Known health conditions within the bearded collie breed as a whole

The bearded collie breed as a whole is considered to be a relatively robust and hardy dog, which is long lived and not prone to being overly sickly. Efforts by breed organisations and The Kennel Club are also going some way towards improving the breed health as a whole, by testing for conditions such as hip and elbow dysplasia prior to breeding.

Some of the known health problems that affect some dogs of the breed and that have a hereditary factor to them are listed as follows.
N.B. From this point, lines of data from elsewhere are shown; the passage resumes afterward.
impl ResizeSession {
    pub fn begin(event: TimeEvent, policy: ResizePolicy) -> Self {
        Self {
            preview: event.clone(),
            original: event,
            policy,
        }
    }

    pub fn update(&mut self, raw_minutes: i64) -> &TimeEvent {
        self.preview = preview_resize(&self.original, raw_minutes, &self.policy);
        &self.preview
    }

    pub fn preview(&self) -> &TimeEvent {
        &self.preview
    }

    pub fn original(&self) -> &TimeEvent {
        &self.original
    }

    pub fn finish(self) -> Option<TimeEvent> {
        if self.preview.duration_minutes == self.original.duration_minutes {
            return None;
        }
        Some(self.preview)
    }
}

/// Drag data carried as a JSON string on the drag event.
#[derive(Debug, Clone, Serialize, Deserialize, PartialEq, Eq)]
pub struct DragPayload {
    pub id: String,
    pub name: String,
    pub level: u8,
}

impl DragPayload {
    pub fn encode(&self) -> Result<String, serde_json::Error> {
        serde_json::to_string(self)
    }

    pub fn parse(raw: &str) -> Result<Self, String> {
        let payload: Self = serde_json::from_str(raw.trim())
            .map_err(|error| format!("invalid drag payload: {error}"))?;
        if payload.level > MAX_TASK_LEVEL {
            return Err(format!(
                "drag payload level must be <= {MAX_TASK_LEVEL}, got {}",
                payload.level
            ));
        }
        Ok(payload)
    }

    fn is_usable(&self) -> bool {
        !self.name.trim().is_empty() && self.level <= MAX_TASK_LEVEL
    }
}

/// Picks the payload to act on: the decoded one when it parses and names
/// something, otherwise the in-memory reference. Neither is used when it
/// is nested deeper than `MAX_TASK_LEVEL`. `None` means the drop is a no-op.
pub fn resolve_drag_payload(
    raw: Option<&str>,
    fallback: Option<&DragPayload>,
) -> Option<DragPayload> {
    let decoded = raw.and_then(|raw| DragPayload::parse(raw).ok());
    decoded
        .filter(DragPayload::is_usable)
        .or_else(|| fallback.filter(|payload| payload.is_usable()).cloned())
}

/// Request to put an unscheduled entity on the calendar.
#[derive(Debug, Clone, Serialize, Deserialize, PartialEq, Eq)]
pub struct ScheduleRequest {
    pub entity: EntityRef,
    pub title: String,
    pub description: Option<String>,
    pub date: Option<NaiveDate>,
    pub time: Option<NaiveTime>,
    pub time_block: Option<TimeBlock>,
    pub all_day: bool,
    pub duration_minutes: Option<u32>,
    pub priority: Option<u8>,
    pub recurrence: Option<RecurrenceConfig>,
}

impl ScheduleRequest {
    pub fn new(entity: EntityRef, title: impl Into<String>) -> Self {
        Self {
            entity,
            title: title.into(),
            description: None,
            date: None,
            time: None,
            time_block: None,
            all_day: false,
            duration_minutes: None,
            priority: None,
            recurrence: None,
        }
    }

    pub fn on(mut self, date: NaiveDate) -> Self {
        self.date = Some(date);
        self
    }

    pub fn at(mut self, time: NaiveTime) -> Self {
        self.time = Some(time);
        self
    }

    pub fn in_block(mut self, time_block: TimeBlock) -> Self {
        self.time_block = Some(time_block);
        self
    }

    pub fn for_minutes(mut self, duration_minutes: u32) -> Self {
        self.duration_minutes = Some(duration_minutes);
        self
    }

    /// Start instant, explicit block tag and all-day flag for this request.
    ///
    /// A date needs a time, a block or the all-day flag; a time or block
    /// needs a date.
    pub fn resolve_start(
        &self,
        boundaries: &TimeBlockBoundaries,
    ) -> Result<(NaiveDateTime, Option<TimeBlock>, bool), String> {
        let Some(date) = self.date else {
            if self.time.is_some() || self.time_block.is_some() {
                return Err("a time was given without a date".to_string());
            }
            return Err("a date is required to schedule".to_string());
        };

        if self.all_day {
            return Ok((date.and_time(NaiveTime::MIN), None, true));
        }
        match (self.time, self.time_block) {
            (Some(time), block) => Ok((date.and_time(time), block, false)),
            (None, Some(block)) => Ok((date.and_time(boundaries.nominal_start(block)), Some(block), false)),
            (None, None) => Err("a date was given without a time or time block".to_string()),
        }
    }

    pub fn into_event(
        self,
        id: String,
        boundaries: &TimeBlockBoundaries,
        default_duration_minutes: u32,
    ) -> Result<TimeEvent, String> {
        validate_non_empty(&self.title, "title")?;
        let (starts_at, time_block, is_all_day) = self.resolve_start(boundaries)?;
        let event = TimeEvent {
            id,
            entity: self.entity,
            title: self.title.trim().to_string(),
            description: self
                .description
                .as_deref()
                .map(str::trim)
                .filter(|value| !value.is_empty())
                .map(ToOwned::to_owned),
            starts_at,
            duration_minutes: self.duration_minutes.unwrap_or(default_duration_minutes),
            time_block,
            status: EventStatus::Scheduled,
            priority: self.priority,
            is_all_day,
            recurrence: self.recurrence,
        };
        event.validate()?;
        Ok(event)
    }
}
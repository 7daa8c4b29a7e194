use crate::infrastructure::error::InfraError;
use rusqlite::Connection;
use std::path::{Path, PathBuf};
use std::time::Duration;

const SCHEMA_SQL: &str = include_str!("../../sql/schema.sql");
const BUSY_TIMEOUT_MS: u64 = 2_000;

pub fn initialize_database(path: &Path) -> Result<(), InfraError> {
    let connection = open_connection(path)?;
    connection.execute_batch(SCHEMA_SQL)?;
    Ok(())
}

pub fn open_connection(path: &Path) -> Result<Connection, InfraError> {
    let connection = Connection::open(path)?;
    connection.busy_timeout(Duration::from_millis(BUSY_TIMEOUT_MS))?;
    Ok(connection)
}

/// Runs a SQLite operation on the blocking pool with a fresh connection.
pub(crate) async fn run_blocking<T, F>(db_path: &Path, operation: F) -> Result<T, InfraError>
where
    F: FnOnce(&Connection) -> Result<T, InfraError> + Send + 'static,
    T: Send + 'static,
{
    let db_path: PathBuf = db_path.to_path_buf();
    tokio::task::spawn_blocking(move || {
        let connection = open_connection(&db_path)?;
        operation(&connection)
    })
    .await
    .map_err(|error| InfraError::Persistence(format!("storage task failed: {error}")))?
}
  • Hip dysplasia is one of the most prevalent problems within the breed, with pre-breeding screening highly recommended.
  • Elbow dysplasia is another, and again, a test is available for parent dogs.
  • Collie eye anomaly can affect most of the various collie breeds, and DNA testing can help to eradicate this from the breed’s gene pool.
  • Another eye condition that presents itself within the breed is cataracts, affecting either one or both eyes. Cataracts within the bearded collie breed tent to occur in maturity.
  • Kidney and renal problems may also affect dogs of the breed, which can ultimately go on to cause kidney failure.
  • Symmetrical lupoid onychodystrophy or SLO sometimes affects the normal development of the claws of the bearded collie, and is an auto-immune disorder that is thought to have a hereditary factor to it.
  • Another autoimmune condition, pemphigus folicaceus, may present itself within the breed, causing skin lesions that are difficult to resolve.
  • Finally, Addison’s disease, or an inadequate natural production of corticosteroids within the body is also present within the breed, which can lead to a range of problems including muscle weakness, lethargy and loss of appetite.